Hilda smiled bewitchingly: "Forgive? No! I am utterly bewildered with sheer pleasure. Forgive me, little one. I had not expected from you so much genuine, ardent woman's love! But, you obstinate little creature, you hypocrite,--why did you so long conceal and deny your feelings toward him from your father and your friend?"

"Why? That is perfectly plain," exclaimed the girl, indignantly. "From embarrassment and shame. It is terrible, it is a frightful disgrace, for a young girl, instead of hating the man who seized her in the public market-place, and even kissed her at the same time, to love him. It is utterly abominable."

Half weeping, half smiling, she hid her face on her friend's breast, tenderly kissing a little gold cross that she wore round her neck attached to a thin silver chain, and lovingly pressing to her bosom a bronze semi-circle, inscribed with runes, that she wore on her arm.

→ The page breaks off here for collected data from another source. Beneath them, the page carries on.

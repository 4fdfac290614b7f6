use async_trait::async_trait;
use lettre::{
    message::header::ContentType, transport::smtp::authentication::Credentials,
    AsyncSmtpTransport, AsyncTransport, Message, Tokio1Executor,
};
use tracing::info;

use crate::config::SmtpConfig;

#[async_trait]
pub trait Mailer: Send + Sync {
    async fn send(&self, to: &str, subject: &str, body: &str) -> anyhow::Result<()>;
}

/// SMTP mailer over STARTTLS.
pub struct SmtpMailer {
    transport: AsyncSmtpTransport<Tokio1Executor>,
    from_address: String,
}

impl SmtpMailer {
    pub fn new(cfg: &SmtpConfig) -> anyhow::Result<Self> {
        let mut builder =
            AsyncSmtpTransport::<Tokio1Executor>::starttls_relay(&cfg.host)?.port(cfg.port);
        if let (Some(user), Some(pass)) = (&cfg.username, &cfg.password) {
            builder = builder.credentials(Credentials::new(user.clone(), pass.clone()));
        }
        Ok(Self {
            transport: builder.build(),
            from_address: cfg.from_address.clone(),
        })
    }
}

#[async_trait]
impl Mailer for SmtpMailer {
    async fn send(&self, to: &str, subject: &str, body: &str) -> anyhow::Result<()> {
        let email = Message::builder()
            .from(self.from_address.parse()?)
            .to(to.parse()?)
            .subject(subject)
            .header(ContentType::TEXT_PLAIN)
            .body(body.to_string())?;
        self.transport.send(email).await?;
        info!(to = %to, subject = %subject, "email sent");
        Ok(())
    }
}
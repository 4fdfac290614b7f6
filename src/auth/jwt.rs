use std::time::Duration;

use axum::{
    extract::{FromRef, FromRequestParts},
    http::{header, request::Parts, HeaderMap, HeaderName},
};
use jsonwebtoken::{decode, encode, DecodingKey, EncodingKey, Header, Validation};
use serde::{Deserialize, Serialize};
use time::{Duration as TimeDuration, OffsetDateTime};
use tracing::{debug, warn};
use uuid::Uuid;

use crate::auth::repo::User;
use crate::config::JwtConfig;
use crate::error::ApiError;
use crate::state::AppState;

pub const ACCESS_COOKIE: &str = "accessToken";
pub const REFRESH_COOKIE: &str = "refreshToken";

#[derive(Debug, Serialize, Deserialize, Clone, Copy, PartialEq, Eq)]
#[serde(rename_all = "lowercase")]
pub enum TokenKind {
    Access,
    Refresh,
}

#[derive(Debug, Serialize, Deserialize)]
pub struct Claims {
    pub sub: Uuid,
    pub exp: usize,
    pub iat: usize,
    pub iss: String,
    pub aud: String,
    pub kind: TokenKind,
}

/// Signing and verification material for both token kinds. Access and
/// refresh tokens use separate secrets, so one can be rotated without the
/// other.
#[derive(Clone)]
pub struct JwtKeys {
    access_encoding: EncodingKey,
    access_decoding: DecodingKey,
    refresh_encoding: EncodingKey,
    refresh_decoding: DecodingKey,
    issuer: String,
    audience: String,
    pub access_ttl: Duration,
    pub refresh_ttl: Duration,
}

impl FromRef<AppState> for JwtKeys {
    fn from_ref(state: &AppState) -> Self {
        let JwtConfig {
            access_secret,
            refresh_secret,
            issuer,
            audience,
            access_ttl_minutes,
            refresh_ttl_minutes,
        } = state.config.jwt.clone();
        Self {
            access_encoding: EncodingKey::from_secret(access_secret.as_bytes()),
            access_decoding: DecodingKey::from_secret(access_secret.as_bytes()),
            refresh_encoding: EncodingKey::from_secret(refresh_secret.as_bytes()),
            refresh_decoding: DecodingKey::from_secret(refresh_secret.as_bytes()),
            issuer,
            audience,
            access_ttl: Duration::from_secs((access_ttl_minutes as u64) * 60),
            refresh_ttl: Duration::from_secs((refresh_ttl_minutes as u64) * 60),
        }
    }
}

impl JwtKeys {
    fn sign_with_kind(&self, user_id: Uuid, kind: TokenKind) -> anyhow::Result<String> {
        let (key, ttl) = match kind {
            TokenKind::Access => (&self.access_encoding, self.access_ttl),
            TokenKind::Refresh => (&self.refresh_encoding, self.refresh_ttl),
        };
        let now = OffsetDateTime::now_utc();
        let exp = now + TimeDuration::seconds(ttl.as_secs() as i64);
        let claims = Claims {
            sub: user_id,
            iat: now.unix_timestamp() as usize,
            exp: exp.unix_timestamp() as usize,
            iss: self.issuer.clone(),
            aud: self.audience.clone(),
            kind,
        };
        let token = encode(&Header::default(), &claims, key)?;
        debug!(user_id = %user_id, kind = ?kind, "jwt signed");
        Ok(token)
    }

    pub fn sign_access(&self, user_id: Uuid) -> anyhow::Result<String> {
        self.sign_with_kind(user_id, TokenKind::Access)
    }
    pub fn sign_refresh(&self, user_id: Uuid) -> anyhow::Result<String> {
        self.sign_with_kind(user_id, TokenKind::Refresh)
    }

    fn verify_with_kind(&self, token: &str, kind: TokenKind) -> anyhow::Result<Claims> {
        let key = match kind {
            TokenKind::Access => &self.access_decoding,
            TokenKind::Refresh => &self.refresh_decoding,
        };
        let mut validation = Validation::default();
        validation.set_audience(std::slice::from_ref(&self.audience));
        validation.set_issuer(std::slice::from_ref(&self.issuer));
        let data = decode::<Claims>(token, key, &validation)?;
        if data.claims.kind != kind {
            anyhow::bail!("unexpected token kind");
        }
        Ok(data.claims)
    }

    pub fn verify_access(&self, token: &str) -> anyhow::Result<Claims> {
        self.verify_with_kind(token, TokenKind::Access)
    }

    pub fn verify_refresh(&self, token: &str) -> anyhow::Result<Claims> {
        self.verify_with_kind(token, TokenKind::Refresh)
    }
}

// --- cookie transport ---

fn cookie(name: &str, value: &str, max_age: Duration) -> String {
    format!(
        "{}={}; Path=/; HttpOnly; Secure; Max-Age={}",
        name,
        value,
        max_age.as_secs()
    )
}

/// `Set-Cookie` pair installing both tokens.
pub fn auth_cookie_headers(
    keys: &JwtKeys,
    access_token: &str,
    refresh_token: &str,
) -> [(HeaderName, String); 2] {
    [
        (
            header::SET_COOKIE,
            cookie(ACCESS_COOKIE, access_token, keys.access_ttl),
        ),
        (
            header::SET_COOKIE,
            cookie(REFRESH_COOKIE, refresh_token, keys.refresh_ttl),
        ),
    ]
}

/// `Set-Cookie` pair expiring both tokens.
pub fn clear_cookie_headers() -> [(HeaderName, String); 2] {
    [
        (
            header::SET_COOKIE,
            cookie(ACCESS_COOKIE, "", Duration::from_secs(0)),
        ),
        (
            header::SET_COOKIE,
            cookie(REFRESH_COOKIE, "", Duration::from_secs(0)),
        ),
    ]
}

pub fn cookie_value(headers: &HeaderMap, name: &str) -> Option<String> {
    for header_value in headers.get_all(header::COOKIE) {
        let Ok(raw) = header_value.to_str() else {
            continue;
        };
        for pair in raw.split(';') {
            if let Some((k, v)) = pair.trim().split_once('=') {
                if k == name {
                    return Some(v.to_string());
                }
            }
        }
    }
    None
}

pub fn bearer_token(headers: &HeaderMap) -> Option<String> {
    let auth = headers.get(header::AUTHORIZATION)?.to_str().ok()?;
    auth.strip_prefix("Bearer ")
        .or_else(|| auth.strip_prefix("bearer "))
        .map(|t| t.to_string())
}

/// Authentication gate: verifies the access token from the `accessToken`
/// cookie or the bearer header and loads the requester, so handlers always
/// see a live user record.
pub struct AuthUser(pub User);

#[axum::async_trait]
impl FromRequestParts<AppState> for AuthUser {
    type Rejection = ApiError;

    async fn from_request_parts(
        parts: &mut Parts,
        state: &AppState,
    ) -> Result<Self, Self::Rejection> {
        let token = cookie_value(&parts.headers, ACCESS_COOKIE)
            .or_else(|| bearer_token(&parts.headers))
            .ok_or_else(|| ApiError::Unauthorized("Access token not found".into()))?;

        let keys = JwtKeys::from_ref(state);
        let claims = keys.verify_access(&token).map_err(|_| {
            warn!("invalid or expired access token");
            ApiError::Unauthorized("Invalid or expired access token".into())
        })?;

        let user = User::find_by_id(&state.db, claims.sub)
            .await?
            .ok_or_else(|| ApiError::Unauthorized("Invalid access token".into()))?;

        Ok(AuthUser(user))
    }
}

#[cfg(test)]
mod tests {
    use super::*;
    use axum::http::HeaderValue;

    fn make_keys() -> JwtKeys {
        let state = AppState::fake();
        JwtKeys::from_ref(&state)
    }

    #[tokio::test]
    async fn sign_and_verify_access_token() {
        let keys = make_keys();
        let user_id = Uuid::new_v4();
        let token = keys.sign_access(user_id).expect("sign access");
        let claims = keys.verify_access(&token).expect("verify token");
        assert_eq!(claims.sub, user_id);
        assert_eq!(claims.iss, "test-issuer");
        assert_eq!(claims.aud, "test-aud");
        assert_eq!(claims.kind, TokenKind::Access);
    }

    #[tokio::test]
    async fn sign_and_verify_refresh_token() {
        let keys = make_keys();
        let user_id = Uuid::new_v4();
        let token = keys.sign_refresh(user_id).expect("sign refresh");
        let claims = keys.verify_refresh(&token).expect("verify refresh");
        assert_eq!(claims.sub, user_id);
        assert_eq!(claims.kind, TokenKind::Refresh);
    }

    #[tokio::test]
    async fn access_token_does_not_pass_refresh_verification() {
        let keys = make_keys();
        let token = keys.sign_access(Uuid::new_v4()).expect("sign access");
        // Different secret and different kind claim; both must reject it.
        assert!(keys.verify_refresh(&token).is_err());
    }

    #[tokio::test]
    async fn refresh_token_does_not_pass_access_verification() {
        let keys = make_keys();
        let token = keys.sign_refresh(Uuid::new_v4()).expect("sign refresh");
        assert!(keys.verify_access(&token).is_err());
    }

    #[test]
    fn cookie_value_finds_named_cookie() {
        let mut headers = HeaderMap::new();
        headers.insert(
            header::COOKIE,
            HeaderValue::from_static("foo=1; accessToken=abc.def.ghi; bar=2"),
        );
        assert_eq!(
            cookie_value(&headers, ACCESS_COOKIE).as_deref(),
            Some("abc.def.ghi")
        );
        assert_eq!(cookie_value(&headers, REFRESH_COOKIE), None);
    }

    #[test]
    fn bearer_token_requires_scheme() {
        let mut headers = HeaderMap::new();
        headers.insert(header::AUTHORIZATION, HeaderValue::from_static("Bearer tok"));
        assert_eq!(bearer_token(&headers).as_deref(), Some("tok"));

        headers.insert(header::AUTHORIZATION, HeaderValue::from_static("Basic tok"));
        assert_eq!(bearer_token(&headers), None);
    }

    #[test]
    fn set_cookie_headers_are_http_only_and_secure() {
        let keys = make_keys();
        let [access, refresh] = auth_cookie_headers(&keys, "a.b.c", "d.e.f");
        assert!(access.1.starts_with("accessToken=a.b.c;"));
        assert!(access.1.contains("HttpOnly"));
        assert!(access.1.contains("Secure"));
        assert!(refresh.1.starts_with("refreshToken=d.e.f;"));

        let [cleared, _] = clear_cookie_headers();
        assert!(cleared.1.contains("Max-Age=0"));
    }
}
use serde::{Deserialize, Serialize};
use time::{Date, OffsetDateTime};
use uuid::Uuid;

use crate::error::{ApiError, ApiResult};
use crate::listings::{Address, GeoPoint};
use crate::roommates::repo::RoommatePost;
use crate::storage::{PhotoRef, PhotoUpload};

pub const POST_TYPES: &[&str] = &["have-room", "need-room"];
pub const GENDER_PREFERENCES: &[&str] = &["male", "female", "any"];
pub const DEFAULT_RADIUS_KM: f64 = 5.0;

time::serde::format_description!(date_format, Date, "[year]-[month]-[day]");

#[derive(Debug, Deserialize)]
#[serde(rename_all = "camelCase")]
pub struct CreateRoommatePostRequest {
    pub post_type: Option<String>,
    pub rent: Option<f64>,
    #[serde(default)]
    pub other_services: Vec<String>,
    pub gender_preference: Option<String>,
    #[serde(default)]
    pub currently_living_users: Vec<Uuid>,
    pub looking_for: Option<i32>,
    #[serde(default, with = "date_format::option")]
    pub available_from: Option<Date>,
    pub address: Option<Address>,
    pub location: Option<GeoPoint>,
    #[serde(default)]
    pub photos: Vec<PhotoUpload>,
}

pub struct NewRoommatePost {
    pub post_type: String,
    pub rent: Option<f64>,
    pub other_services: Vec<String>,
    pub gender_preference: String,
    pub currently_living_users: Vec<Uuid>,
    pub looking_for: Option<i32>,
    pub available_from: Option<Date>,
    pub address: Address,
    pub location: Option<GeoPoint>,
}

impl CreateRoommatePostRequest {
    pub fn into_validated(self) -> ApiResult<(NewRoommatePost, Vec<PhotoUpload>)> {
        let Some(post_type) = self.post_type else {
            return Err(ApiError::BadRequest("Post type is required".into()));
        };
        if !POST_TYPES.contains(&post_type.as_str()) {
            return Err(ApiError::BadRequest("Invalid post type".into()));
        }
        // A "have-room" post advertises an actual room, so it must say what
        // it costs and how many people are still wanted.
        if post_type == "have-room" && (self.rent.is_none() || self.looking_for.is_none()) {
            return Err(ApiError::BadRequest(
                "Rent and headcount are required for have-room posts".into(),
            ));
        }
        if let Some(rent) = self.rent {
            if rent < 0.0 {
                return Err(ApiError::BadRequest("Rent must be positive".into()));
            }
        }
        if let Some(looking_for) = self.looking_for {
            if looking_for < 1 {
                return Err(ApiError::BadRequest(
                    "Headcount must be at least one".into(),
                ));
            }
        }
        let gender_preference = self.gender_preference.unwrap_or_else(|| "any".to_string());
        if !GENDER_PREFERENCES.contains(&gender_preference.as_str()) {
            return Err(ApiError::BadRequest("Invalid gender preference".into()));
        }
        if let Some(location) = &self.location {
            location.validate()?;
        }
        Ok((
            NewRoommatePost {
                post_type,
                rent: self.rent,
                other_services: self.other_services,
                gender_preference,
                currently_living_users: self.currently_living_users,
                looking_for: self.looking_for,
                available_from: self.available_from,
                address: self.address.unwrap_or_default(),
                location: self.location,
            },
            self.photos,
        ))
    }
}

#[derive(Debug, Deserialize)]
#[serde(rename_all = "camelCase")]
pub struct UpdateRoommatePostRequest {
    pub rent: Option<f64>,
    pub other_services: Option<Vec<String>>,
    pub gender_preference: Option<String>,
    pub currently_living_users: Option<Vec<Uuid>>,
    pub looking_for: Option<i32>,
    #[serde(default, with = "date_format::option")]
    pub available_from: Option<Date>,
    pub address: Option<Address>,
    pub location: Option<GeoPoint>,
    #[serde(default)]
    pub delete_photos: Vec<String>,
    #[serde(default)]
    pub add_photos: Vec<PhotoUpload>,
}

#[derive(Debug, Deserialize)]
#[serde(rename_all = "camelCase")]
pub struct RoommateQuery {
    pub post_type: Option<String>,
    pub gender: Option<String>,
    pub city: Option<String>,
    pub page: Option<String>,
    pub limit: Option<String>,
    pub lat: Option<String>,
    pub lng: Option<String>,
    pub radius: Option<String>,
}

#[derive(Debug, Serialize)]
#[serde(rename_all = "camelCase")]
pub struct RoommatePostResponse {
    pub id: Uuid,
    pub created_by: Uuid,
    pub post_type: String,
    pub rent: Option<f64>,
    pub other_services: Vec<String>,
    pub gender_preference: String,
    pub currently_living_users: Vec<Uuid>,
    pub looking_for: Option<i32>,
    #[serde(with = "date_format::option")]
    pub available_from: Option<Date>,
    pub address: Address,
    pub location: Option<GeoPoint>,
    pub photos: Vec<PhotoRef>,
    #[serde(with = "time::serde::rfc3339")]
    pub created_at: OffsetDateTime,
    #[serde(with = "time::serde::rfc3339")]
    pub updated_at: OffsetDateTime,
}

impl From<RoommatePost> for RoommatePostResponse {
    fn from(post: RoommatePost) -> Self {
        let location = match (post.longitude, post.latitude) {
            (Some(longitude), Some(latitude)) => Some(GeoPoint::new(longitude, latitude)),
            _ => None,
        };
        Self {
            id: post.id,
            created_by: post.created_by,
            post_type: post.post_type,
            rent: post.rent,
            other_services: post.other_services,
            gender_preference: post.gender_preference,
            currently_living_users: post.currently_living_users,
            looking_for: post.looking_for,
            available_from: post.available_from,
            address: post.address.0,
            location,
            photos: post.photos.0,
            created_at: post.created_at,
            updated_at: post.updated_at,
        }
    }
}

#[cfg(test)]
mod tests {
    use super::*;

    fn have_room_request() -> CreateRoommatePostRequest {
        serde_json::from_value(serde_json::json!({
            "postType": "have-room",
            "rent": 6000,
            "lookingFor": 2,
            "genderPreference": "any",
            "availableFrom": "2026-09-01",
            "address": {"city": "Pune"},
            "location": {"type": "Point", "coordinates": [73.85, 18.52]}
        }))
        .unwrap()
    }

    #[test]
    fn have_room_requires_rent_and_headcount() {
        let mut req = have_room_request();
        req.rent = None;
        assert!(req.into_validated().is_err());

        let mut req = have_room_request();
        req.looking_for = None;
        assert!(req.into_validated().is_err());
    }

    #[test]
    fn need_room_post_needs_neither() {
        let req: CreateRoommatePostRequest =
            serde_json::from_value(serde_json::json!({"postType": "need-room"})).unwrap();
        let (post, _) = req.into_validated().unwrap();
        assert_eq!(post.post_type, "need-room");
        assert_eq!(post.gender_preference, "any");
        assert!(post.rent.is_none());
    }

    #[test]
    fn rejects_unknown_post_type_and_preference() {
        let mut req = have_room_request();
        req.post_type = Some("maybe-room".into());
        assert!(req.into_validated().is_err());

        let mut req = have_room_request();
        req.gender_preference = Some("either".into());
        assert!(req.into_validated().is_err());
    }

    #[test]
    fn available_from_parses_iso_date() {
        let (post, _) = have_room_request().into_validated().unwrap();
        let date = post.available_from.unwrap();
        assert_eq!(date.to_string(), "2026-09-01");
    }

    #[test]
    fn rejects_non_positive_headcount() {
        let mut req = have_room_request();
        req.looking_for = Some(0);
        assert!(req.into_validated().is_err());
    }
}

"His betrothal and, alas, his marriage gift," she sighed.

"Yes, you love him deeply," said Hilda, smiling. "And he? He sent my Gibamund to me with frequent messages of the anguish he was suffering, and he was as grateful as a blind man who has been restored to sight when I told him that he was indeed wholly unworthy of you; but if he really desired to win you for his wife, he must ask you if you would wed him, and then beg your father for your hand. This simple bit of wisdom made him as happy as a child. He followed the counsel, and now--"

"Now?" Eugenia interrupted, in almost comical indignation. "Now he has not been seen at all for nearly three days. Who knows how far away he may be?"

"Not very far," cried Hilda, laughing; "he is just riding into the courtyard below."